One tricky item to note is that the delta is read from disk (or cache) and written to the snapshot in *its* defined block size.  Want to change an 8kb database block/page within a file?  Fine.  But if the snapshot change block size is 64kb, 64kb of contents will be read(or fetched from cache) and written before the new 8kb is written.  That's not too surprising to folks that have worked with various storage - often the disk block size, RAID group stripe size, and array data chunk handling size (they've got tons of vendor and vernacular names from "chubby chunk" to who-knows-what) are different than host request sizes.  I'm just mentioning it here for the sake of completeness.
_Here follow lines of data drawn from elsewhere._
//! Delimited-text corpus loader.
//!
//! The expected layout is one header row of feature names followed by one
//! row of numeric values per sample. Tabs separate fields by default.

use crate::core::error::{ForestError, Result};
use crate::dataset::{DataPoint, DataSet};
use csv::{ReaderBuilder, StringRecord, Trim};
use serde::{Deserialize, Serialize};
use std::fs::File;
use std::io::Read;
use std::path::Path;

/// Loader settings.
#[derive(Debug, Clone, PartialEq, Serialize, Deserialize)]
pub struct LoaderConfig {
    /// Field delimiter
    pub delimiter: char,
    /// Comment character; lines starting with it are skipped
    pub comment_char: Option<char>,
    /// Maximum number of samples to read
    pub max_rows: Option<usize>,
}

impl Default for LoaderConfig {
    fn default() -> Self {
        LoaderConfig {
            delimiter: '\t',
            comment_char: Some('#'),
            max_rows: None,
        }
    }
}

/// Reads [`DataSet`]s from delimited text.
#[derive(Debug, Clone, Default)]
pub struct DataSetLoader {
    config: LoaderConfig,
}

impl DataSetLoader {
    /// Creates a loader with the given settings.
    pub fn new(config: LoaderConfig) -> Self {
        DataSetLoader { config }
    }

    /// Set delimiter character
    pub fn with_delimiter(mut self, delimiter: char) -> Self {
        self.config.delimiter = delimiter;
        self
    }

    /// Set maximum rows to read
    pub fn with_max_rows(mut self, max_rows: usize) -> Self {
        self.config.max_rows = Some(max_rows);
        self
    }

    /// Loads a corpus from a file.
    pub fn load_path<P: AsRef<Path>>(&self, path: P) -> Result<DataSet> {
        let path = path.as_ref();
        log::info!("Loading corpus: {}", path.display());

        if !path.is_file() {
            return Err(ForestError::data_loading(format!(
                "Path is not a file: {}",
                path.display()
            )));
        }

        let file = File::open(path).map_err(|e| {
            ForestError::data_loading(format!("Failed to open file {}: {}", path.display(), e))
        })?;
        let data = self.load_reader(file)?;

        log::info!(
            "Loaded {} points with {} features from {}",
            data.len(),
            data.num_features(),
            path.display()
        );
        Ok(data)
    }

    /// Loads a corpus from any reader.
    pub fn load_reader<R: Read>(&self, reader: R) -> Result<DataSet> {
        let delimiter = ascii_byte("delimiter", self.config.delimiter)?;
        let comment = self
            .config
            .comment_char
            .map(|c| ascii_byte("comment character", c))
            .transpose()?;
        let mut reader = ReaderBuilder::new()
            .delimiter(delimiter)
            .comment(comment)
            .has_headers(true)
            .flexible(true)
            .trim(Trim::All)
            .from_reader(reader);

        let headers = reader
            .headers()
            .map_err(|e| ForestError::data_loading(format!("Failed to read headers: {}", e)))?
            .clone();
        let names: Vec<String> = headers
            .iter()
            .filter(|field| !field.is_empty())
            .map(str::to_string)
            .collect();
        if names.is_empty() {
            return Err(ForestError::data_loading("Header row names no features"));
        }

        let mut data = DataSet::new(names);
        for (row, result) in reader.records().enumerate() {
            if self.config.max_rows.is_some_and(|max| data.len() >= max) {
                log::info!("Reached max_rows limit of {}, stopping", data.len());
                break;
            }
            let record = result?;
            // Header is line 1.
            let line = record.position().map_or(row + 2, |p| p.line() as usize);
            if let Some(point) = self.parse_record(&record, data.num_features(), line)? {
                data.add_data_point(point);
            }
        }

        Ok(data)
    }

    fn parse_record(
        &self,
        record: &StringRecord,
        expected: usize,
        line: usize,
    ) -> Result<Option<DataPoint>> {
        let fields: Vec<&str> = record.iter().filter(|field| !field.is_empty()).collect();
        if fields.is_empty() {
            return Ok(None);
        }
        if fields.len() != expected {
            return Err(ForestError::data_loading(format!(
                "Inconsistent column count at line {}: expected {}, got {}",
                line,
                expected,
                fields.len()
            )));
        }

        let features = fields
            .iter()
            .map(|field| {
                field.parse::<f64>().map_err(|_| {
                    ForestError::data_loading(format!(
                        "Non-numeric value '{}' at line {}",
                        field, line
                    ))
                })
            })
            .collect::<Result<Vec<f64>>>()?;

        Ok(Some(DataPoint::new(features)))
    }
}

/// Loads a tab-delimited corpus with default settings.
pub fn read_data_set<P: AsRef<Path>>(path: P) -> Result<DataSet> {
    DataSetLoader::default().load_path(path)
}

/// The csv reader splits on single bytes.
fn ascii_byte(what: &str, c: char) -> Result<u8> {
    if c.is_ascii() {
        Ok(c as u8)
    } else {
        Err(ForestError::data_loading(format!(
            "{} {:?} is not an ASCII character",
            what, c
        )))
    }
}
Redirect-on-write snapshots offer similar point-in-time recovery capabilities as COW, and are also dependent on the original base data to produce a full recoverable image.  But the specifics of what happen during a write are different.  Snapshot the 1 GB database file again, this time with a ROW snapshot.  Establishing the snapshot means: start keeping metadata for the layout of the base data at this point-in-time.  When the 8kb block in the middle gets changed, it doesn't get "written in place".  Its redirected instead - written in a new location. The data from point-in-time is stitched together from the metadata associated with that PIT, and current data is stitched together from the current metadata.  Sometimes the relationships can get quite complex - metadata trees, etc.  But that's the general idea.  What happens when the redirect-on-write PIT is discarded?  Two separate strategies:
1. discard the metadata associated with the PIT, and don't do anything else.
2. merge the delta data into the base data from PIT - so the retention of the PIT just delays the eventual write-in-place of the delta data between establishing the PIT and discarding the PIT.
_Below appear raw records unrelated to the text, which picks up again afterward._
//! Core data types for the decision forest.

use serde::{Deserialize, Serialize};
use std::fmt;

/// Feature index type for identifying a column of the feature vectors.
pub type FeatureIndex = usize;

/// Tree node identifier type (index into a tree's node arena).
pub type NodeIndex = usize;

/// Boosting round number type (1-based in reports and errors).
pub type RoundIndex = usize;

/// Sample weight type used by split scoring and boosting.
pub type Weight = f64;

/// The two classes the forest discriminates.
#[derive(Debug, Clone, Copy, PartialEq, Eq, Hash, Serialize, Deserialize)]
pub enum Class {
    /// Events of interest; purity near 1.
    Signal,
    /// Everything else; purity near 0.
    Background,
}

impl Class {
    /// Classifies a purity (or forest output) by rounding to the nearest
    /// integer with ties to even, so an output of exactly 0.5 is background.
    pub fn from_purity(purity: f64) -> Self {
        if purity.round_ties_even() == 1.0 {
            Class::Signal
        } else {
            Class::Background
        }
    }

    /// Returns true for [`Class::Signal`].
    pub fn is_signal(self) -> bool {
        self == Class::Signal
    }
}

impl fmt::Display for Class {
    fn fmt(&self, f: &mut fmt::Formatter<'_>) -> fmt::Result {
        match self {
            Class::Signal => write!(f, "signal"),
            Class::Background => write!(f, "background"),
        }
    }
}

/// Verbosity levels for logging.
#[derive(Debug, Clone, Copy, PartialEq, Eq, PartialOrd, Ord, Serialize, Deserialize)]
pub enum VerbosityLevel {
    /// No output
    Silent,
    /// Warnings only
    Warning,
    /// Per-round progress
    Info,
    /// Split search internals
    Debug,
}

impl VerbosityLevel {
    /// The `log` level filter matching this verbosity.
    pub fn level_filter(self) -> log::LevelFilter {
        match self {
            VerbosityLevel::Silent => log::LevelFilter::Off,
            VerbosityLevel::Warning => log::LevelFilter::Warn,
            VerbosityLevel::Info => log::LevelFilter::Info,
            VerbosityLevel::Debug => log::LevelFilter::Debug,
        }
    }
}

impl Default for VerbosityLevel {
    fn default() -> Self {
        VerbosityLevel::Info
    }
}

#[cfg(test)]
mod tests {
    use super::*;

    #[test]
    fn test_class_from_purity_rounds_ties_to_even() {
        assert_eq!(Class::from_purity(0.5), Class::Background);
        assert_eq!(Class::from_purity(0.5000001), Class::Signal);
        assert_eq!(Class::from_purity(1.0), Class::Signal);
        assert_eq!(Class::from_purity(0.0), Class::Background);
        assert_eq!(Class::from_purity(0.49), Class::Background);
    }

    #[test]
    fn test_class_from_purity_out_of_range() {
        // Forest outputs are not clamped; 1.7 rounds to 2, which is not signal.
        assert_eq!(Class::from_purity(1.7), Class::Background);
        assert_eq!(Class::from_purity(1.2), Class::Signal);
        assert_eq!(Class::from_purity(f64::NAN), Class::Background);
    }

    #[test]
    fn test_verbosity_level_filter() {
        assert_eq!(VerbosityLevel::Silent.level_filter(), log::LevelFilter::Off);
        assert_eq!(VerbosityLevel::Debug.level_filter(), log::LevelFilter::Debug);
        assert!(VerbosityLevel::Warning < VerbosityLevel::Info);
    }
}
The first method above is used by NetApp snapshots, and snapshots of some other redirect-on-write or "shadow paging" filesystems.  I'm not sure if anyone uses the second, merge method anymore.
*****
What about independent snapshots?  I hear these called "clones" a lot.  I try not to use that term too much, because in the parlance of some array vendors a "clone" is still a dependent snapshot.  Not because they are trying to pull the wool over anyone's eyes - just because some storage terms have not been standardized across the industry.

The idea behind an independent snapshot is "after the independent snapshot is complete, point-in-time recovery from snapshot is possible even with loss of the underlying base."
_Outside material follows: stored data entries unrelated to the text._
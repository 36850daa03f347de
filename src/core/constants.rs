//! System constants and training defaults for the decision forest.
//!
//! These values control the split search grid, the stopping floor for tree
//! induction, and the defaults of [`ForestConfig`](crate::config::ForestConfig).

use crate::core::types::VerbosityLevel;

/// Minimum combined signal + background count a node needs before a split
/// is attempted. Evaluated on raw counts, never on weights.
pub const DEFAULT_MIN_SPLIT_COUNT: usize = 55;

/// Number of equal-width bins scanned in the coarse search pass.
pub const DEFAULT_COARSE_BINS: usize = 100;

/// Number of bins scanned in the fine pass around the coarse optimum.
pub const DEFAULT_FINE_BINS: usize = 50;

/// Default cost-complexity penalty per terminal node.
pub const DEFAULT_ALPHA: f64 = 0.01;

/// Default number of boosting rounds (trees in the forest).
pub const DEFAULT_NUM_ROUNDS: usize = 10;

/// Number of bins scanned by the single-cut decision stump.
pub const DEFAULT_STUMP_BINS: usize = 10_000;

/// Default number of threads for parallel processing.
/// 0 means use all available cores.
pub const DEFAULT_NUM_THREADS: usize = 0;

/// Default verbosity level for logging.
pub const DEFAULT_VERBOSITY: VerbosityLevel = VerbosityLevel::Info;

/// Sentinel written as the feature index of terminal records in the binary
/// tree format.
pub const TERMINAL_FEATURE_INDEX: i32 = -1;

/// Header line of the purity report.
pub const PURITY_REPORT_HEADER: &str = "Event\tPurity";

/// Header line of the filtered-index report.
pub const FILTERED_REPORT_HEADER: &str = "Habitable Planet Indexes";

/// Number of feature slots the habitable-planet rule reads.
pub const HABITABLE_RULE_FEATURES: usize = 10;

/// Version information.
pub const DECISION_FOREST_VERSION: &str = env!("CARGO_PKG_VERSION");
Sometimes you'll hear about people "splitting a mirror" or some such.  Very likely they are talking about establishing an independent snapshot.

Array level independent snapshots can come in two different flavors:
1. complete image (and receive all changes) before and until establishing PIT
2. complete image after establishing PIT (COW and fill in everything around it)

"Splitting a mirror", "splitting a BCV", etc implies establishing an independent snapshot that is complete on establish.  Imagine a RAID 5 set of disks, mirrored to another RAID 5 set of disks.  When you want an independent snapshot, you split the mirror.  One side remains active and continues to accept changes from attached hosts.  The other side is frozen at a point-in-time.  As long as proper procedures for contents were followed (quiescing databases, flushing host level cache including filesystem cache, issuing filesystem/volume/group/consistency group freezes, etc) the PIT is a recoverable image of the base.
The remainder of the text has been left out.